::: Dataset

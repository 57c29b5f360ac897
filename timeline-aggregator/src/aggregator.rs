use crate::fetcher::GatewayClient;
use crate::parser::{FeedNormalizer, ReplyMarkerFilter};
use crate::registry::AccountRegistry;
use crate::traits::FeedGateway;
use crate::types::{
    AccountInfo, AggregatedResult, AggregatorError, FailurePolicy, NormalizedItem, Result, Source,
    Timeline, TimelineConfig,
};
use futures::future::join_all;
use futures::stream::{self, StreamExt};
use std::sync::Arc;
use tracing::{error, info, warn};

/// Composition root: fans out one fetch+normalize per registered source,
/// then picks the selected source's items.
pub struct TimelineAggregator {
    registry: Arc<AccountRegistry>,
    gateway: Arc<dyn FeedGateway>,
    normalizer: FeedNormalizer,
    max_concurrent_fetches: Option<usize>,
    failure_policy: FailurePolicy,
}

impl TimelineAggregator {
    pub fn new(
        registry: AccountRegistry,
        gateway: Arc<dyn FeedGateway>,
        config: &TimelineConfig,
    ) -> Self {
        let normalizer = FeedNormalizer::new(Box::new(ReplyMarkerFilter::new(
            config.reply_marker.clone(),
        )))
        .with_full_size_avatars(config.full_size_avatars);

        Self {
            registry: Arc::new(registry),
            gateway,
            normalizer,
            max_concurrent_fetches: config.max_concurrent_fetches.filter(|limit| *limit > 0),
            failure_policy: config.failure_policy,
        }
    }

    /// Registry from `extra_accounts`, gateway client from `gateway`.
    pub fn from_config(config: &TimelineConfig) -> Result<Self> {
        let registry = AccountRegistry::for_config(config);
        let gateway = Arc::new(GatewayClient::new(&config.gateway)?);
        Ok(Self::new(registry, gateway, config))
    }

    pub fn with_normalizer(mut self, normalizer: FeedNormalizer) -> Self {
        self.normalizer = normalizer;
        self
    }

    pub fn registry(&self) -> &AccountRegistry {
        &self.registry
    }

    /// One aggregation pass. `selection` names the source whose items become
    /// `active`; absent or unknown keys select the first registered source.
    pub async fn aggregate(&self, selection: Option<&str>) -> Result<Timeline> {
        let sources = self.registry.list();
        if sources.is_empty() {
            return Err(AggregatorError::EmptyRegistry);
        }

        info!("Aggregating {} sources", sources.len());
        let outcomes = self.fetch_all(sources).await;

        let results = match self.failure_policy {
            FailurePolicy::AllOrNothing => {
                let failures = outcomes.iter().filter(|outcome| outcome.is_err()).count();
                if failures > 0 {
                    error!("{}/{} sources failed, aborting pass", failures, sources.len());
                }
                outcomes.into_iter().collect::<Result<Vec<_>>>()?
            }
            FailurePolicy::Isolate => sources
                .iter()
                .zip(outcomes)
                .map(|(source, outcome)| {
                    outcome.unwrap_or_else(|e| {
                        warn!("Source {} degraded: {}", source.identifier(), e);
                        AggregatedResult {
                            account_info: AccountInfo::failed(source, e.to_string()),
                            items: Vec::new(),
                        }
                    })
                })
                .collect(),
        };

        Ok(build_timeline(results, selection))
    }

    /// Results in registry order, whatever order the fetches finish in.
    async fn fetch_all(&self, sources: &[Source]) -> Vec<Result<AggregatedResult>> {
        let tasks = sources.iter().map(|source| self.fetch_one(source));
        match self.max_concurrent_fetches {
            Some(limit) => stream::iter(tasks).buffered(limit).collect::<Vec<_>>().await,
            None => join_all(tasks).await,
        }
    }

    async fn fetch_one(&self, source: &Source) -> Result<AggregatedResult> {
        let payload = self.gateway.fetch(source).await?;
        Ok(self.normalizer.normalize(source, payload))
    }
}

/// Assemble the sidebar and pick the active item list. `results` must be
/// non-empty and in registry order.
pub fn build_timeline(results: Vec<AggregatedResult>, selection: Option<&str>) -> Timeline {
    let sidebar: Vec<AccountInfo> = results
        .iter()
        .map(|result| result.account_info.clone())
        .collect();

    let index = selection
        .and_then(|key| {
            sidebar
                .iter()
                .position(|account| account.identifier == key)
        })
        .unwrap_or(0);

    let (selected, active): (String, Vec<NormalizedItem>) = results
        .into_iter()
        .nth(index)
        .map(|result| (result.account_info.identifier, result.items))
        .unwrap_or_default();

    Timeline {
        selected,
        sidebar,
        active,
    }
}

::::::
::: Dataset

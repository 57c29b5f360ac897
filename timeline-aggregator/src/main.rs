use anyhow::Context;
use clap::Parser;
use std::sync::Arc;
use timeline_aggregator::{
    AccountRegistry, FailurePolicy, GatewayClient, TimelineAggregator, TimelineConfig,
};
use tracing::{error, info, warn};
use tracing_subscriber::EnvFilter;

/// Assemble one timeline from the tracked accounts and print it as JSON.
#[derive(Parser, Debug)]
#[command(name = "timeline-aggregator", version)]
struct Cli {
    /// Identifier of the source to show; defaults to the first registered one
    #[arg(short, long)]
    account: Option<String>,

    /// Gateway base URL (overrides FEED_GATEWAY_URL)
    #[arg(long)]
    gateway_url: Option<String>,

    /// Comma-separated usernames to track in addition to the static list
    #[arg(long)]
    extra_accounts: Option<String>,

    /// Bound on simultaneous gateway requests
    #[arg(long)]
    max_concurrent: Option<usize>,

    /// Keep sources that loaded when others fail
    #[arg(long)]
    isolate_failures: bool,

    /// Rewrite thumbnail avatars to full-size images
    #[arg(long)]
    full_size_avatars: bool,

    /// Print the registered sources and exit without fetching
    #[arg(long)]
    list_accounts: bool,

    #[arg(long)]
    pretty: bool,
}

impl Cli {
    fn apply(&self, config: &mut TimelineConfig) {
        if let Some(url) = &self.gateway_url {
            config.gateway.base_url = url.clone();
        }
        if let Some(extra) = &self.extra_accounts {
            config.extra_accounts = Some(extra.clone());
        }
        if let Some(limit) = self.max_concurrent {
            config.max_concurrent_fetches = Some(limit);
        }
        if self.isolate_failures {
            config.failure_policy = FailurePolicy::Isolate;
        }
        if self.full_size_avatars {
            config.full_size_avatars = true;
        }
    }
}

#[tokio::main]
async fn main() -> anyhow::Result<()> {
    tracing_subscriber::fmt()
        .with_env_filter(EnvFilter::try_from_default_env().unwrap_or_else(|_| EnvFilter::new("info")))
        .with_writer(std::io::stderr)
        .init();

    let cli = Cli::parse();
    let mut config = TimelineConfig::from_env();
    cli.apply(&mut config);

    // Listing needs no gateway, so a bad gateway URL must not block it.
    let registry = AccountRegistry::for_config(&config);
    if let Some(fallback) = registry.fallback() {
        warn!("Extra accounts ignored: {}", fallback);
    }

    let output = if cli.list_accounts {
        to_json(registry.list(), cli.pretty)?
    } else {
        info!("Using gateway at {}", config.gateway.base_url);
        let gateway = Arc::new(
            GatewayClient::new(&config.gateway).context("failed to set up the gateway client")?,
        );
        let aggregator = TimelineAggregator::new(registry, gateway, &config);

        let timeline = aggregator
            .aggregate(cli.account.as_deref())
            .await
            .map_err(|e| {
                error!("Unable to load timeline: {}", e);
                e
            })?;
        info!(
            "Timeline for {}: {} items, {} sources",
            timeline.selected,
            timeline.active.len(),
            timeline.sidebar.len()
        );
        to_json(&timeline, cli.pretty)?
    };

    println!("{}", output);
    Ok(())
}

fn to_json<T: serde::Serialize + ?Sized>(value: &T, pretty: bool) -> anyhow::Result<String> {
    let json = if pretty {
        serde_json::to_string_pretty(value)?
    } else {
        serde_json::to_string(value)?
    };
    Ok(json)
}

::::::

◆ Problem details ◆
Please give again the lines above between the line holding "whose items become" and the line holding "let failures = outcomes.iter().filter(|outcome|", inclusive, exactly as they are and with nothing added.

◆ Exercise result ◆
    /// One aggregation pass. `selection` names the source whose items become
    /// `active`; absent or unknown keys select the first registered source.
    pub async fn aggregate(&self, selection: Option<&str>) -> Result<Timeline> {
        let sources = self.registry.list();
        if sources.is_empty() {
            return Err(AggregatorError::EmptyRegistry);
        }

        info!("Aggregating {} sources", sources.len());
        let outcomes = self.fetch_all(sources).await;

        let results = match self.failure_policy {
            FailurePolicy::AllOrNothing => {
                let failures = outcomes.iter().filter(|outcome| outcome.is_err()).count();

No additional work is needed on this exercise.